Apparently it takes a Welshman in Indonesia to remind the western world how breathtaking action cinema can really be. Gareth Evans is the man behind The Raid, a new feature that traps a SWAT team in a rundown city tenement block. Here they’re at the mercy of a gang of criminals whose sense of community spirit involves automatic weapons and rusty machetes.
Evans was inspired by everything from Bruce Willis’ skyscraper-bound adventures in Die Hard through to Bruce Lee and pretty much his entire back catalogue. As a result, The Raid is a stunningly confident exercise in tension, brutal, yet balletic, hand-to-hand combat and how to get out of a tight spot using a fridge and a canister of compressed gas.
So here’s the big difference between East and West. The heroes of the East spend years training in their chosen form of martial artistry which, as a happy by-product, looks pretty great on camera. Computer-generated fighting robots are too often considered the height of Hollywood’s visual prowess.
The Raid may well inspire the Hollywood studios, although the western industry is a bit distracted at the moment by the pretty staggering success of The Avengers. Perhaps there’s a way of combining Hollywood’s taste for gangs of film icons with the pulpy, cinematic sensibilities of, say, Quentin Tarantino?
The Studio Boss, dressed in her flowing cape and hood, and leaning on her cane for support, will summon the bedraggled and chained Writer into her palatial office, as she surveys the Los Angeles cityscape. The Writer kneels: “My Master.”
Studio Boss turns slowly and cracks a smile: “Right-Er. I want cinematic icons meeting Die Hard sensibilities. I want cult heroes of the big screen locked in a dank tenement block and fighting for their lives. I want to take the best of The Avengers and The Raid to create a new, ultimate franchise that revitalises the action genre in this town! What can you give me?”
The Writer coughs and pulls a piece of crumpled file paper from his ragged clothes: “Sire. We’ll put the best of Tarantino’s characters in an apartment block. There’s Mr Blonde from Reservoir Dogs, who’s obviously handy with sarcasm and a razor blade. We have Jules Winnfield from Pulp Fiction, who can do intensity and great biblical monologues.
“Then we have the real warriors of the piece. There’s The Bride from Kill Bill, who’s the true samurai warrior. There’s Aldo Raines from Inglourious Basterds, who comes with a military background, a bizarre southern accent and a large hunting knife. I think we should cap it off with the German officer Hans Landa, also from Inglourious Basterds, because he has the requisite one-liners that will help diffuse tension after a particularly bloody action sequence.
“Together there’ll be so bad-ass they’ll make the Avengers look like the Power Rangers. Thoughts, my Master?”
Studio Boss approaches her Writer and allows herself an evil cackle. Operatic music swells in the background due to an expensive, but nonetheless faulty stereo system: “You have done well, Right-Er, and it may yet win you your freedom. Mr Blonde, Jules Winnfield, The Bride, Aldo Raines and Hans Landa together at last!

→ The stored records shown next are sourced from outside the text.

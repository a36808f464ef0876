//! Session options forwarded to the backend with every job.
//!
//! Each option enum maps to the exact string the backend expects on the
//! wire. [`Options`] bundles them; `crate_type: None` means the crate type
//! is inferred from the source at dispatch time (see
//! [`CrateType::infer`]).

use std::str::FromStr;
use std::sync::LazyLock;

use regex::Regex;
use serde::{Deserialize, Serialize};

use crate::error::CoreError;

macro_rules! define_option_enum {
    (
        $(#[$meta:meta])*
        $name:ident ($kind:literal) {
            $( $(#[$vmeta:meta])* $variant:ident = $wire:literal ),+ $(,)?
        }
    ) => {
        $(#[$meta])*
        #[derive(Debug, Clone, Copy, PartialEq, Eq, Hash, Serialize, Deserialize)]
        pub enum $name {
            $( $(#[$vmeta])* #[serde(rename = $wire)] $variant ),+
        }

        impl $name {
            /// Every value, in declaration order.
            pub const ALL: &'static [$name] = &[$( $name::$variant ),+];

            /// Wire name of this value.
            pub fn name(self) -> &'static str {
                match self {
                    $( $name::$variant => $wire ),+
                }
            }
        }

        impl std::fmt::Display for $name {
            fn fmt(&self, f: &mut std::fmt::Formatter<'_>) -> std::fmt::Result {
                f.write_str(self.name())
            }
        }

        impl FromStr for $name {
            type Err = CoreError;

            fn from_str(s: &str) -> Result<Self, Self::Err> {
                let s = s.trim();
                Self::ALL
                    .iter()
                    .copied()
                    .find(|v| v.name().eq_ignore_ascii_case(s))
                    .ok_or_else(|| CoreError::UnknownName {
                        kind: $kind,
                        value: s.to_string(),
                    })
            }
        }
    };
}

define_option_enum! {
    /// Toolchain release channel.
    Channel ("channel") {
        Stable = "stable",
        Beta = "beta",
        Nightly = "nightly",
    }
}

define_option_enum! {
    /// Optimisation profile.
    Mode ("mode") {
        Debug = "debug",
        Release = "release",
    }
}

define_option_enum! {
    /// Rust edition used to compile the snippet.
    Edition ("edition") {
        E2015 = "2015",
        E2018 = "2018",
        E2021 = "2021",
        E2024 = "2024",
    }
}

define_option_enum! {
    /// Crate type passed to `rustc --crate-type`.
    CrateType ("crate type") {
        Bin = "bin",
        Lib = "lib",
        Dylib = "dylib",
        Rlib = "rlib",
        Staticlib = "staticlib",
        Cdylib = "cdylib",
        ProcMacro = "proc-macro",
    }
}

define_option_enum! {
    /// Assembly syntax for the ASM target.
    AssemblyFlavor ("assembly flavor") {
        Att = "att",
        Intel = "intel",
    }
}

define_option_enum! {
    /// Whether assembly output is filtered down to user code.
    ProcessAssembly ("assembly processing") {
        Filter = "filter",
        Raw = "raw",
    }
}

/// Matches an inner `#![crate_type = "..."]` attribute.
static CRATE_TYPE_ATTR: LazyLock<Regex> = LazyLock::new(|| {
    Regex::new(r#"#!\s*\[\s*crate_type\s*=\s*"([^"]+)"\s*\]"#).expect("valid crate_type regex")
});

/// Matches a `fn main` definition.
static MAIN_FN: LazyLock<Regex> =
    LazyLock::new(|| Regex::new(r"\bfn\s+main\s*\(").expect("valid main regex"));

impl CrateType {
    /// Crate type explicitly declared by the source, if any.
    pub fn declared_in(code: &str) -> Option<CrateType> {
        CRATE_TYPE_ATTR
            .captures(code)
            .and_then(|caps| caps.get(1))
            .and_then(|m| m.as_str().parse().ok())
    }

    /// Infer the crate type of a source snippet.
    ///
    /// An explicit `#![crate_type]` attribute wins; otherwise code with a
    /// `fn main` is a binary and anything else a library.
    pub fn infer(code: &str) -> CrateType {
        if let Some(declared) = Self::declared_in(code) {
            return declared;
        }
        if MAIN_FN.is_match(code) {
            CrateType::Bin
        } else {
            CrateType::Rlib
        }
    }
}

/// Typed option mapping sent along with the source code.
#[derive(Debug, Clone, PartialEq, Eq, Serialize, Deserialize)]
#[serde(rename_all = "camelCase")]
pub struct Options {
    pub channel: Channel,
    pub mode: Mode,
    pub edition: Edition,
    /// `None` infers the crate type from the source.
    pub crate_type: Option<CrateType>,
    pub assembly_flavor: AssemblyFlavor,
    pub demangle_assembly: bool,
    pub process_assembly: ProcessAssembly,
    pub backtrace: bool,
}

impl Default for Options {
    fn default() -> Self {
        Self {
            channel: Channel::Stable,
            mode: Mode::Debug,
            edition: Edition::E2021,
            crate_type: None,
            assembly_flavor: AssemblyFlavor::Att,
            demangle_assembly: true,
            process_assembly: ProcessAssembly::Filter,
            backtrace: false,
        }
    }
}

impl Options {
    /// Crate type that will actually be compiled for `code`.
    pub fn effective_crate_type(&self, code: &str) -> CrateType {
        self.crate_type.unwrap_or_else(|| CrateType::infer(code))
    }
}

#[cfg(test)]
mod tests {
    use assert_matches::assert_matches;

    use super::*;

    #[test]
    fn option_names_round_trip_through_from_str() {
        assert_eq!("nightly".parse::<Channel>().unwrap(), Channel::Nightly);
        assert_eq!("Release".parse::<Mode>().unwrap(), Mode::Release);
        assert_eq!("2018".parse::<Edition>().unwrap(), Edition::E2018);
        assert_eq!("proc-macro".parse::<CrateType>().unwrap(), CrateType::ProcMacro);
        assert_eq!("intel".parse::<AssemblyFlavor>().unwrap(), AssemblyFlavor::Intel);
        assert_matches!(
            "weekly".parse::<Channel>(),
            Err(CoreError::UnknownName { kind: "channel", .. })
        );
    }

    #[test]
    fn declared_crate_type_wins() {
        let code = "#![crate_type = \"cdylib\"]\nfn main() {}";
        assert_eq!(CrateType::declared_in(code), Some(CrateType::Cdylib));
        assert_eq!(CrateType::infer(code), CrateType::Cdylib);
    }

    #[test]
    fn main_function_means_binary() {
        assert_eq!(
            CrateType::infer("fn main() { println!(\"hi\"); }"),
            CrateType::Bin
        );
        assert_eq!(CrateType::infer("pub fn add(a: i32) -> i32 { a }"), CrateType::Rlib);
    }

    #[test]
    fn unknown_declared_crate_type_is_ignored() {
        let code = "#![crate_type = \"banana\"]\nfn main() {}";
        assert_eq!(CrateType::declared_in(code), None);
        assert_eq!(CrateType::infer(code), CrateType::Bin);
    }

    #[test]
    fn explicit_option_overrides_inference() {
        let options = Options {
            crate_type: Some(CrateType::Lib),
            ..Default::default()
        };
        assert_eq!(options.effective_crate_type("fn main() {}"), CrateType::Lib);
        assert_eq!(
            Options::default().effective_crate_type("fn main() {}"),
            CrateType::Bin
        );
    }

    #[test]
    fn options_serialize_with_wire_names() {
        let json = serde_json::to_value(Options::default()).unwrap();
        assert_eq!(json["channel"], "stable");
        assert_eq!(json["edition"], "2021");
        assert_eq!(json["assemblyFlavor"], "att");
        assert!(json["crateType"].is_null());
    }
}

“Tarantino will write and direct it himself! We’ll make him an offer he can’t refuse. They’ll take on the revived Crazy 88 from Kill Bill and perhaps the best of Hollywood’s real (and wannabe) visual effects technicians armed with lightsabers that they’ve animated themselves – stuff like that’s all over YouTube – and the tenement block carnage will be cinematic!
“There’ll be loud and intimidating opening put-downs from a crazy-eyed, fuzzy-haired Jules Winnfield. Blade-wielding action from The Bride and Aldo Raines follows, as Mr Blonde offers razor-blade-flavoured dessert to the tune of Stuck In The Middle With You. Hans Landa will deduce where the enemy is hiding before capping off their gory victory with his trademark ‘That’s a bingo!’
“They’ll fight their way to the top floor where they’ll find banks of computers devoted to the production of soulless computer effects. In a scene loaded with visceral cinematic symbolism – and probably filmed in super slow motion – they’ll destroy the place, ushering in a new era of Hollywood filmmaking that’s forced to take inspiration from the daring and ballsy East.”
Studio Boss gets caught up in her own pitch and punches the air with a withered fist. Guards drag the grimacing Writer away, but he looks back forlornly: “At least have me frozen in carbonite! I think I’ll have more use as a decorative item…”
The only response is a maniacal laugh. Plus the idle thought that perhaps Right-Er deserves a new typewriter for his efforts.